◆ Work required
Show each line of the records in which the word "MalformedResponse" occurs.

::: Supplied entries :::

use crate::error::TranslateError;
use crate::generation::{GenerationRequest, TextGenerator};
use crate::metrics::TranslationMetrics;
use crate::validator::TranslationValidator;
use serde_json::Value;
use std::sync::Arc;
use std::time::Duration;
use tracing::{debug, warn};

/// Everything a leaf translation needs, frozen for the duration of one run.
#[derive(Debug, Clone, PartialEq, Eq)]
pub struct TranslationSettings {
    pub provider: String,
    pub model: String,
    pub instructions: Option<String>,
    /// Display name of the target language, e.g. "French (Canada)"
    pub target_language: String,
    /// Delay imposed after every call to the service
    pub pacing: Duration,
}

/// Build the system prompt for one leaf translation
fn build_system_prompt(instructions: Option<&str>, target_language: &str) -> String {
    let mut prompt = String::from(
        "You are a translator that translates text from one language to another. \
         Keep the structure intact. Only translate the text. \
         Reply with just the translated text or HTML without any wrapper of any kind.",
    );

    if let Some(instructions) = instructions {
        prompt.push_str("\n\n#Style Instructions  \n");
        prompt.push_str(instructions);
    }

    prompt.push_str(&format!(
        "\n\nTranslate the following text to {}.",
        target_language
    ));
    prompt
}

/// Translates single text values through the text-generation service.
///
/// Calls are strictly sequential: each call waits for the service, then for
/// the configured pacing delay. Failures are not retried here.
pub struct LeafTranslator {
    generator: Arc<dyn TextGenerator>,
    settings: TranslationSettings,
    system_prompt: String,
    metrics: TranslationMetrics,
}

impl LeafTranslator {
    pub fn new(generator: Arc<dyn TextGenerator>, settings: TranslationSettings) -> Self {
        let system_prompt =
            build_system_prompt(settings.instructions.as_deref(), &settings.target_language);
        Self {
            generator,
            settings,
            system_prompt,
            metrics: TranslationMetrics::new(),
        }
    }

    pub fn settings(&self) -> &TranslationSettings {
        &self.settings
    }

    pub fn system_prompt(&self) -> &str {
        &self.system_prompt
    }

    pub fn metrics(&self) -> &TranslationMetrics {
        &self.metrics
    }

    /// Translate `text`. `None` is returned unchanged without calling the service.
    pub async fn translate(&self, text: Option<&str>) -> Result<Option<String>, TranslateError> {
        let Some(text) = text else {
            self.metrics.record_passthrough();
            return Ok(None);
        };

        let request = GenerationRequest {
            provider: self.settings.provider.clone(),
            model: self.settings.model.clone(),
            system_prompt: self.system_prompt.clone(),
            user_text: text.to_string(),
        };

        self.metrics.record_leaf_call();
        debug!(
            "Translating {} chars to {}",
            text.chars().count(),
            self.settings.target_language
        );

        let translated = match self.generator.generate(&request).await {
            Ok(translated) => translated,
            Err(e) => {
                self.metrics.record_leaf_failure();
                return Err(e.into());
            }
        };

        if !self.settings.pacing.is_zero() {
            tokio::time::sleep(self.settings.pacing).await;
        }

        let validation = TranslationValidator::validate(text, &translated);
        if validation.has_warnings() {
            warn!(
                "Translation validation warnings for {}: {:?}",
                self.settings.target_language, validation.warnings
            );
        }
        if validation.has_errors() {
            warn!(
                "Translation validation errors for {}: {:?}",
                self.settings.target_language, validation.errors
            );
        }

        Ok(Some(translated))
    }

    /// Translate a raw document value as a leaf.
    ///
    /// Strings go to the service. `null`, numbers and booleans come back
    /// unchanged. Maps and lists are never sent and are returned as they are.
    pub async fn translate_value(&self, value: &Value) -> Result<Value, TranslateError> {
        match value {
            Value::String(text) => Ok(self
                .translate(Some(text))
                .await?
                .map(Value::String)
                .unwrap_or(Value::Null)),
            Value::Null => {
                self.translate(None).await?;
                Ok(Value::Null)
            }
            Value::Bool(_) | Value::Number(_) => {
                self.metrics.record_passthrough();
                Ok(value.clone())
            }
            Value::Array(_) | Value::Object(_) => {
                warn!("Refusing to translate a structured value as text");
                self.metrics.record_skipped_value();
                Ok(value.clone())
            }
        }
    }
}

:::
::: Supplied entries :::

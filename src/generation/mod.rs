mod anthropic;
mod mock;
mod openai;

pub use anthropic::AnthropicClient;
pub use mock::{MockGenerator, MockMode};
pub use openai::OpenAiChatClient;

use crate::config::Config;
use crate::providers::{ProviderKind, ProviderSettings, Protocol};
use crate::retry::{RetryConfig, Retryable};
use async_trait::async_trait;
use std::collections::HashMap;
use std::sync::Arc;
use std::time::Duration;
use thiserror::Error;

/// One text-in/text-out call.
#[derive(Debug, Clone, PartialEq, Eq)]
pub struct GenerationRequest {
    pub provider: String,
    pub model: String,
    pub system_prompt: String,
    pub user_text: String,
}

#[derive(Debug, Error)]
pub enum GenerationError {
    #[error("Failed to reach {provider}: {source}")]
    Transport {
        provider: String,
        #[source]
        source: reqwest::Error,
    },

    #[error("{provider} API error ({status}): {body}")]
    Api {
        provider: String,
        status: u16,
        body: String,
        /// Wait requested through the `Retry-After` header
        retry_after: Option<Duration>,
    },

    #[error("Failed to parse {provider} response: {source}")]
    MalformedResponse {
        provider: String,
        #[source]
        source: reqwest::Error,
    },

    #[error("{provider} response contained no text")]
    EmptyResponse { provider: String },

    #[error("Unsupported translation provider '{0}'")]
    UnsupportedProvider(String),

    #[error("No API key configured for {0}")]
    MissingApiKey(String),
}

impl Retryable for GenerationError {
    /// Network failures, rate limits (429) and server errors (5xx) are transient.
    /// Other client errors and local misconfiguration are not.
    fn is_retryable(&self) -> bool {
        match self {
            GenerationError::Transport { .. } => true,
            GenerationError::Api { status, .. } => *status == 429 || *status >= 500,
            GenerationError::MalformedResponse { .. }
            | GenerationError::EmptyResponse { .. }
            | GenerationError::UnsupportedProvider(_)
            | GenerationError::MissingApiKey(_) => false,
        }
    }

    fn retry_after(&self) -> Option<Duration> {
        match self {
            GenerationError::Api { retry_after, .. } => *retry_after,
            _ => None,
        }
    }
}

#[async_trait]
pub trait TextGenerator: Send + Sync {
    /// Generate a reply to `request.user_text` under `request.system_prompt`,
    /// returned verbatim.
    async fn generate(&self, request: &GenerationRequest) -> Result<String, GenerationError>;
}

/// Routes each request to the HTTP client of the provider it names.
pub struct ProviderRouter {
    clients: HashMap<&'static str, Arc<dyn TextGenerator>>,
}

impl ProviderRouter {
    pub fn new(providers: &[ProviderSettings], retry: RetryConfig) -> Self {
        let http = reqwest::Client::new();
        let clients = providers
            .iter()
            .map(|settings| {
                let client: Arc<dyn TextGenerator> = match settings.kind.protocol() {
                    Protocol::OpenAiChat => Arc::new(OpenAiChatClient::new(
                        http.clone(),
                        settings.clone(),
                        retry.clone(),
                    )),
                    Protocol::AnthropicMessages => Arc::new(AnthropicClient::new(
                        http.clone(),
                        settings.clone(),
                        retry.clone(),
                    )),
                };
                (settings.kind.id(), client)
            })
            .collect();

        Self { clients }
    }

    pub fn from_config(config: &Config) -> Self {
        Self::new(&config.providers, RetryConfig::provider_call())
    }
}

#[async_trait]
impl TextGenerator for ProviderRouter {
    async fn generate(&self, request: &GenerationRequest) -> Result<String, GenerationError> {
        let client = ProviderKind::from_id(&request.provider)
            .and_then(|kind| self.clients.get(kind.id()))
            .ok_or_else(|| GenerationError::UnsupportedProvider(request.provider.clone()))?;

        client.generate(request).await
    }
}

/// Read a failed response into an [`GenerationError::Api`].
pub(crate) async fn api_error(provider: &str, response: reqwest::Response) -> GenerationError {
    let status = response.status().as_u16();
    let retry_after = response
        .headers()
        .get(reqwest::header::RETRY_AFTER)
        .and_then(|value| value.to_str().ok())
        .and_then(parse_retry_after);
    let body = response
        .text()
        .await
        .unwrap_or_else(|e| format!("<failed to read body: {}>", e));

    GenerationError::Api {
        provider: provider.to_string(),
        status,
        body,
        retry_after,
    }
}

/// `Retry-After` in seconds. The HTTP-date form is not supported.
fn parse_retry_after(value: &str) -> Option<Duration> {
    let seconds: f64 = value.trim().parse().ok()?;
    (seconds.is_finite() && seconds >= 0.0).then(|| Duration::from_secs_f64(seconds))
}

:::

◆ Result of this exercise
    MalformedResponse {
            GenerationError::MalformedResponse { .. }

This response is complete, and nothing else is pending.